Property investments are capital intensive and
highly leveraged. Typical property financing covers 80% of a property’s
purchase value; in some countries here in Asia, up to 90%. Investors typically
need to save up a substantial amount before making a purchase.
A property investment that has gone sour may take
an investor back several years to recover. Besides the loss in capital, the
opportunity cost is also high; the investor would be priced out of any future
investment in years to come.
Therefore, understanding from the mistakes that
others have made is already half the battle won!
1.
Investing in Future Value instead of Under Value
Why would anyone buy a property at a higher
future price? Beats me.
Yet, numerous investors continue to flock to
swanky showrooms at new launches to buy units that have not even been
constructed yet. They pay prices way above the completed project in the
surroundings. This clearly is paying for future value.

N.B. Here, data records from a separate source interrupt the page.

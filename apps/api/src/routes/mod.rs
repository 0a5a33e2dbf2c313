pub mod health;

use axum::{
    routing::{get, post},
    Router,
};

use crate::auth::handlers as auth;
use crate::session::handlers as sessions;
use crate::state::AppState;

pub fn build_router(state: AppState) -> Router {
    Router::new()
        .route("/health", get(health::health_handler))
        // Plan sessions
        .route("/api/v1/sessions", post(sessions::handle_create_session))
        .route(
            "/api/v1/sessions/:id",
            get(sessions::handle_get_session).delete(sessions::handle_close_session),
        )
        .route(
            "/api/v1/sessions/:id/events",
            get(sessions::handle_session_events),
        )
        .route(
            "/api/v1/sessions/:id/messages",
            post(sessions::handle_send_message),
        )
        // Login
        .route("/api/v1/login", post(auth::handle_login))
        .route("/api/v1/logout", post(auth::handle_logout))
        .route("/api/v1/me", get(auth::handle_me))
        .with_state(state)
}
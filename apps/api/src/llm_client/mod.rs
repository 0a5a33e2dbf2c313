/// LLM Client: the single point of entry for all model calls in OptiLife.
///
/// ARCHITECTURAL RULE: No other module may call the model provider directly.
/// Sessions talk to the provider only through `ChatProvider` / `ChatSession`.
///
/// Model: gemini-2.5-flash (hardcoded, not configurable)
use async_trait::async_trait;
use futures::stream::BoxStream;
use thiserror::Error;

pub mod gemini;
#[cfg(test)]
pub mod testing;

/// The model used for every plan session.
pub const MODEL: &str = "gemini-2.5-flash";

#[derive(Debug, Error)]
pub enum LlmError {
    #[error("HTTP error: {0}")]
    Http(#[from] reqwest::Error),

    #[error("API error (status {status}): {message}")]
    Api { status: u16, message: String },

    #[error("JSON parse error: {0}")]
    Parse(#[from] serde_json::Error),

    #[error("Provider configuration rejected: {0}")]
    Config(String),

    #[error("Timed out after {0}s waiting for the provider")]
    Timeout(u64),

    #[error("Stream error: {0}")]
    Stream(String),
}

/// Ordered text fragments of one reply. Finite, and not restartable once consumed.
/// Concatenating every `Ok` item yields the full reply.
pub type FragmentStream = BoxStream<'static, Result<String, LlmError>>;

/// Opens conversational sessions against the model provider.
#[async_trait]
pub trait ChatProvider: Send + Sync {
    /// Establishes one persistent conversation bound to `MODEL`.
    async fn open(&self) -> Result<Box<dyn ChatSession>, LlmError>;
}

/// One open conversation. The provider keeps the turn history.
#[async_trait]
pub trait ChatSession: Send + Sync {
    /// Sends a user turn and returns the streamed reply.
    ///
    /// Resolves once the provider has accepted the request; fragments arrive
    /// through the returned stream.
    async fn send(&self, text: &str) -> Result<FragmentStream, LlmError>;
}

The property development industry within Asia is
typically dominated by a few large organizations. They benefit from large
economies of scale, strong branding and large advertising dollars. These
industry giants are also well connected and often collaborate in joint venture
projects and time their launches to avoid a direct competition. They also
garner strong support from banks and marketing agents to push sales.
Purchasing a brand new launch also provides zero
cash flow to the investor for several years.
Brand new launches command a premium simply
because they are new. Developers sell a lifestyle and a dream to home buyers to
justify those premiums.
2.
Investing in Sentiments instead of Evidence
Are you constantly making your investment
decision by relying on newspaper reports and quotes from property experts? Do
you frequently attend new property launches and seek options of developers and
sales agents? Do you buy because you hear your friends of family members
buying? Do you buy into the notion that property prices always increase so just
buy and hold? Do you think that anytime is a good time to buy property?
If you have said yes to one or more of the
questions above, you may unknowingly be investing in sentiments.
Remember, you should never put your trust in
sources of information where the opinions come with a conflict of interest.
Developers, agents and sales persons would always tell you that anytime is a
good time to buy and property will always go up just hold long enough.
Instead, look at the facts and figures.
Governments regularly publish statistics of home sales, housing starts,
developer inventories, supply and demand data and prices indexes. Study the
micro and macro economic factors in the region and country that you intend to
invest. Understand the property sectors and behaviours.
Property purchases are likely the largest
purchases we will make in our lives. Therefore are you spending a proportional
amount of time to learn and comprehend your investment?
3. Investing
in Capital Gains instead of Cash Flow
Always remember, just like any other markets, the
property market also operate in cycles. Capital gains and losses will occur
during uptrends and downtrends correspondingly. A full cycle from Bull to Bear
and back to Bull again can take anywhere from 3 short years to 10 long years.
Therefore, there is little point in trying to
make predictions of the market direction. Instead, a smart investor would watch
for signs of market stability and search for properties that are undervalued
and give a high and predictable cash flow.
This sustainable cash flow will allow the
investor to stay invested without having to draw on their monthly salaries. Those
with positive cash flow would even be able to build up cash reserves passively
which could be used for emergencies or the next investment.
4. Investing
in the Trend instead of Counter-Trend
A contrarian investor only invests after the
property prices have been driven down due to a widespread pessimism in the
economy and markets. They take opportunity to bottom fish and seek for
properties where sellers are desperate and willing to sell below the market
value. These investors use sustainable cash flow to tide them through uncertain
economic situations.
When there is widespread optimism that drives
prices to unrealistic and unsustainable levels, these investors will sell their
properties and reap their rewards. They then wait patiently for the next cycle
and start all over again.
These investors always buy low and sell high.
They live and breath the Warren Buffet mantra, “be fearful when others are
greedy and be greedy only when others are fearful”.
5. Investing
without an Entry or Exit Strategy
As a final pitfall, many investors enter into an
investment with no clear entry, hold and exit strategy. They have not
considered the question of who are their potential tenants or have no idea who
to potentially sell their properties to. They have not calculated their
recurrent expenses versus rental yield. Bottom line, they have no clear
investment goals.
For most average investors, we usually only have
one shot and property investment, so make that bullet count!